Stored data
★ ★ ★ ★ ★ ★ ★

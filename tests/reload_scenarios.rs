//! End-to-end reload behavior against a live listener.

mod common;

use std::time::Duration;

use hotenv::config::WatchStrategy;
use serde_json::Value;

use common::{eventually, free_port, TestConnector, TestServer, DOWN_DB, UP_DB};

async fn get_json(url: &str) -> Value {
    reqwest::get(url).await.unwrap().json().await.unwrap()
}

async fn post_reload(url: &str) -> (u16, Value) {
    let res = reqwest::Client::new().post(url).send().await.unwrap();
    let status = res.status().as_u16();
    (status, res.json().await.unwrap())
}

#[tokio::test]
async fn database_down_at_startup_recovers_after_reload() {
    let server = TestServer::start(
        &[("PORT", "0"), ("DATABASE_URL", DOWN_DB)],
        TestConnector::reaching(&[UP_DB]),
        WatchStrategy::Off,
    )
    .await;

    let status = get_json(&server.url("/api/status")).await;
    assert_eq!(status["dbConnected"], false);
    assert_eq!(status["nodeEnv"], "development");

    server.rewrite_env(&[("PORT", "0"), ("DATABASE_URL", UP_DB)]);
    let (code, body) = post_reload(&server.url("/api/reload-env")).await;
    assert_eq!(code, 200);
    assert_eq!(body["success"], true);
    assert_eq!(body["databaseUrlChanged"], true);
    assert_eq!(body["serverRestarting"], false);

    let state = server.runtime.state().clone();
    assert!(eventually(Duration::from_secs(3), || state.is_db_connected()).await);

    let status = get_json(&server.url("/api/status")).await;
    assert_eq!(status["dbConnected"], true);

    server.stop().await;
}

#[tokio::test]
async fn port_change_moves_the_listener() {
    let old_port = free_port();
    let new_port = free_port();
    let (old, new) = (old_port.to_string(), new_port.to_string());
    let server = TestServer::start(
        &[("PORT", old.as_str()), ("DATABASE_URL", UP_DB)],
        TestConnector::reaching(&[UP_DB]),
        WatchStrategy::Off,
    )
    .await;
    assert_eq!(server.addr().port(), old_port);
    let connects = server.connector.log().len();

    server.rewrite_env(&[("PORT", new.as_str()), ("DATABASE_URL", UP_DB)]);
    let (code, body) = post_reload(&format!("http://127.0.0.1:{old_port}/api/reload-env")).await;
    assert_eq!(code, 200);
    assert_eq!(body["serverRestarting"], true);
    assert_eq!(body["databaseUrlChanged"], false);
    assert_eq!(body["port"], new_port);

    let server_lifecycle = server.runtime.reconciler().server().clone();
    assert!(eventually(Duration::from_secs(5), || server_lifecycle.restarts() == 1).await);

    let status = get_json(&format!("http://127.0.0.1:{new_port}/api/status")).await;
    assert_eq!(status["port"], new_port);
    assert!(reqwest::get(format!("http://127.0.0.1:{old_port}/api/status")).await.is_err());
    assert_eq!(server.connector.log().len(), connects, "no reconnect on port change");

    server.stop().await;
}

#[tokio::test]
async fn polling_watcher_applies_file_changes() {
    let other = "postgresql://localhost:5432/other";
    let server = TestServer::start(
        &[("PORT", "0"), ("DATABASE_URL", UP_DB)],
        TestConnector::reaching(&[UP_DB, other]),
        WatchStrategy::Poll,
    )
    .await;
    let addr = server.addr();

    // coarse mtime resolution on some filesystems
    tokio::time::sleep(Duration::from_millis(1100)).await;
    server.rewrite_env(&[("PORT", "0"), ("DATABASE_URL", other)]);

    let state = server.runtime.state().clone();
    assert!(eventually(Duration::from_secs(5), || state.settings().database_url == other).await);

    let pool = server.runtime.reconciler().pool().clone();
    assert!(
        eventually(Duration::from_secs(5), || pool
            .descriptor()
            .is_some_and(|d| d.as_str() == other))
        .await
    );
    assert_eq!(
        server.connector.log(),
        vec![format!("connect {UP_DB}"), format!("close {UP_DB}"), format!("connect {other}")]
    );
    assert_eq!(server.addr(), addr);
    assert_eq!(server.runtime.reconciler().server().restarts(), 0);

    server.stop().await;
}

#[tokio::test]
async fn unreadable_config_reports_failure() {
    let server = TestServer::start(
        &[("PORT", "0"), ("DATABASE_URL", UP_DB)],
        TestConnector::reaching(&[UP_DB]),
        WatchStrategy::Off,
    )
    .await;

    std::fs::remove_file(&server.env_path).unwrap();
    let (code, body) = post_reload(&server.url("/api/reload-env")).await;
    assert_eq!(code, 500);
    assert_eq!(body["success"], false);
    assert_eq!(body["dbConnected"], true);
    assert_eq!(body["port"], 0);

    server.stop().await;
}

#[tokio::test]
async fn shutdown_closes_pool_and_listener() {
    let server = TestServer::start(
        &[("PORT", "0"), ("DATABASE_URL", UP_DB)],
        TestConnector::reaching(&[UP_DB]),
        WatchStrategy::Auto,
    )
    .await;
    let addr = server.addr();
    let state = server.runtime.state().clone();
    let connector = server.connector.clone();

    server.stop().await;

    assert!(!state.is_db_connected());
    assert_eq!(state.listening_addr(), None);
    assert_eq!(connector.log().last().unwrap(), &format!("close {UP_DB}"));
    assert!(reqwest::get(format!("http://{addr}/api/status")).await.is_err());
}
//! Router behavior without a listener.

mod common;

use std::sync::Arc;
use std::time::Duration;

use axum::body::Body;
use axum::http::{Request, StatusCode};
use axum::response::Response;
use axum::Router;
use tower::ServiceExt;

use hotenv::config::{EnvironmentMode, Settings};
use hotenv::db::{ConnectionDescriptor, ResourcePool};
use hotenv::http::{build_router, AppState, PageOptions};
use hotenv::lifecycle::{ProcessState, ReloadTrigger};
use serde_json::Value;

use common::{TestConnector, UP_DB};

struct Fixture {
    dir: tempfile::TempDir,
    state: AppState,
}

impl Fixture {
    fn new(mock_fallback: bool) -> Self {
        let dir = tempfile::tempdir().unwrap();
        let settings = Settings {
            mock_fallback,
            ..Settings::default()
        };
        let process = Arc::new(ProcessState::new(settings));
        let pool = Arc::new(ResourcePool::new(
            Arc::new(TestConnector::reaching(&[UP_DB])),
            process.clone(),
            Duration::from_secs(1),
        ));
        // no reconciler behind the queue
        let (reload, _) = ReloadTrigger::channel(1);

        let state = AppState {
            process,
            pool,
            reload,
            pages: Arc::new(PageOptions {
                template: dir.path().join("index.html"),
                static_dir: dir.path().join("dist"),
            }),
        };
        Self { dir, state }
    }

    async fn connect(&self) {
        self.state.pool.open(ConnectionDescriptor::new(UP_DB)).await.unwrap();
    }

    fn router(&self, mode: EnvironmentMode) -> Router {
        build_router(self.state.clone(), mode)
    }
}

async fn send(router: Router, method: &str, uri: &str) -> Response {
    router
        .oneshot(Request::builder().method(method).uri(uri).body(Body::empty()).unwrap())
        .await
        .unwrap()
}

async fn body_json(response: Response) -> Value {
    let bytes = axum::body::to_bytes(response.into_body(), usize::MAX).await.unwrap();
    serde_json::from_slice(&bytes).unwrap()
}

async fn body_text(response: Response) -> String {
    let bytes = axum::body::to_bytes(response.into_body(), usize::MAX).await.unwrap();
    String::from_utf8(bytes.to_vec()).unwrap()
}

#[tokio::test]
async fn status_reports_snapshot() {
    let fixture = Fixture::new(true);
    let response = send(fixture.router(EnvironmentMode::Development), "GET", "/api/status").await;
    assert_eq!(response.status(), StatusCode::OK);

    let body = body_json(response).await;
    assert_eq!(body["dbConnected"], false);
    assert_eq!(body["port"], 3000);
    assert_eq!(body["nodeEnv"], "development");

    // ISO-8601 with milliseconds, UTC
    let time = body["serverTime"].as_str().unwrap();
    assert!(time.ends_with('Z'));
    assert_eq!(time.len(), "2024-01-01T00:00:00.000Z".len());
}

#[tokio::test]
async fn every_response_has_a_request_id() {
    let fixture = Fixture::new(true);
    let generated = send(fixture.router(EnvironmentMode::Development), "GET", "/api/status").await;
    let id = generated.headers()["x-request-id"].to_str().unwrap().to_string();
    assert_eq!(id.len(), 36);

    let supplied = fixture
        .router(EnvironmentMode::Development)
        .oneshot(
            Request::builder()
                .uri("/api/status")
                .header("x-request-id", "client-chosen")
                .body(Body::empty())
                .unwrap(),
        )
        .await
        .unwrap();
    assert_eq!(supplied.headers()["x-request-id"], "client-chosen");
}

#[tokio::test]
async fn connected_database_serves_rows() {
    let fixture = Fixture::new(true);
    fixture.connect().await;

    let list = send(fixture.router(EnvironmentMode::Development), "GET", "/api/users").await;
    assert_eq!(list.status(), StatusCode::OK);
    assert!(list.headers().get("x-data-source").is_none());
    assert_eq!(body_json(list).await.as_array().unwrap().len(), 2);

    let one = send(fixture.router(EnvironmentMode::Development), "GET", "/api/products/2").await;
    assert_eq!(body_json(one).await["table"], "products");

    let missing = send(fixture.router(EnvironmentMode::Development), "GET", "/api/tasks/99").await;
    assert_eq!(missing.status(), StatusCode::NOT_FOUND);
    assert_eq!(body_json(missing).await["message"], "Task not found");
}

#[tokio::test]
async fn disconnected_database_falls_back_to_mock_rows() {
    let fixture = Fixture::new(true);

    let list = send(fixture.router(EnvironmentMode::Development), "GET", "/api/posts").await;
    assert_eq!(list.status(), StatusCode::OK);
    assert_eq!(list.headers()["x-data-source"], "mock");
    assert_eq!(body_json(list).await.as_array().unwrap().len(), 4);

    let user = send(fixture.router(EnvironmentMode::Development), "GET", "/api/users/1").await;
    assert_eq!(body_json(user).await["name"], "John Doe");

    let missing = send(fixture.router(EnvironmentMode::Development), "GET", "/api/users/42").await;
    assert_eq!(missing.status(), StatusCode::NOT_FOUND);
    assert_eq!(body_json(missing).await["message"], "User not found");
}

#[tokio::test]
async fn disconnected_database_without_fallback_is_unavailable() {
    let fixture = Fixture::new(false);
    let response = send(fixture.router(EnvironmentMode::Development), "GET", "/api/users").await;
    assert_eq!(response.status(), StatusCode::SERVICE_UNAVAILABLE);
    assert_eq!(body_json(response).await["message"], "Database not connected");
}

#[tokio::test]
async fn non_numeric_id_is_rejected() {
    let fixture = Fixture::new(true);
    let response = send(fixture.router(EnvironmentMode::Development), "GET", "/api/users/abc").await;
    assert_eq!(response.status(), StatusCode::BAD_REQUEST);
}

#[tokio::test]
async fn reload_without_reconciler_is_unavailable() {
    let fixture = Fixture::new(true);
    let response = send(fixture.router(EnvironmentMode::Development), "POST", "/api/reload-env").await;
    assert_eq!(response.status(), StatusCode::SERVICE_UNAVAILABLE);

    let body = body_json(response).await;
    assert_eq!(body["success"], false);
    assert_eq!(body["serverRestarting"], false);
}

#[tokio::test]
async fn other_routes_render_the_page() {
    let fixture = Fixture::new(true);

    let shell = send(fixture.router(EnvironmentMode::Development), "GET", "/dashboard").await;
    assert_eq!(shell.status(), StatusCode::OK);
    let html = body_text(shell).await;
    assert!(html.contains(r#"data-path="/dashboard""#));
    assert!(!html.contains("<!--app-html-->"));

    std::fs::write(
        fixture.dir.path().join("index.html"),
        "<html><body>custom<!--app-html--></body></html>",
    )
    .unwrap();
    let custom = send(fixture.router(EnvironmentMode::Development), "POST", "/anything").await;
    let html = body_text(custom).await;
    assert!(html.starts_with("<html><body>custom<main"));
}

#[tokio::test]
async fn production_serves_build_assets() {
    let fixture = Fixture::new(true);
    let dist = fixture.dir.path().join("dist");
    std::fs::create_dir_all(&dist).unwrap();
    std::fs::write(dist.join("app.js"), "console.log('hi')").unwrap();
    std::fs::write(dist.join("index.html"), "<html>built<!--app-html--></html>").unwrap();

    let asset = send(fixture.router(EnvironmentMode::Production), "GET", "/app.js").await;
    assert_eq!(asset.status(), StatusCode::OK);
    assert_eq!(body_text(asset).await, "console.log('hi')");

    let page = send(fixture.router(EnvironmentMode::Production), "GET", "/").await;
    assert_eq!(page.status(), StatusCode::OK);
    assert!(body_text(page).await.starts_with("<html>built<main"));

    // development does not expose the build directory
    let hidden = send(fixture.router(EnvironmentMode::Development), "GET", "/app.js").await;
    assert!(!body_text(hidden).await.contains("console.log"));
}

★ ★ ★ ★ ★ ★ ★

Exercise requirements
Search the records for the word "reqwest" and copy every line where it occurs.

Answer space
    reqwest::get(url).await.unwrap().json().await.unwrap()
    let res = reqwest::Client::new().post(url).send().await.unwrap();
    assert!(reqwest::get(format!("http://127.0.0.1:{old_port}/api/status")).await.is_err());
    assert!(reqwest::get(format!("http://{addr}/api/status")).await.is_err());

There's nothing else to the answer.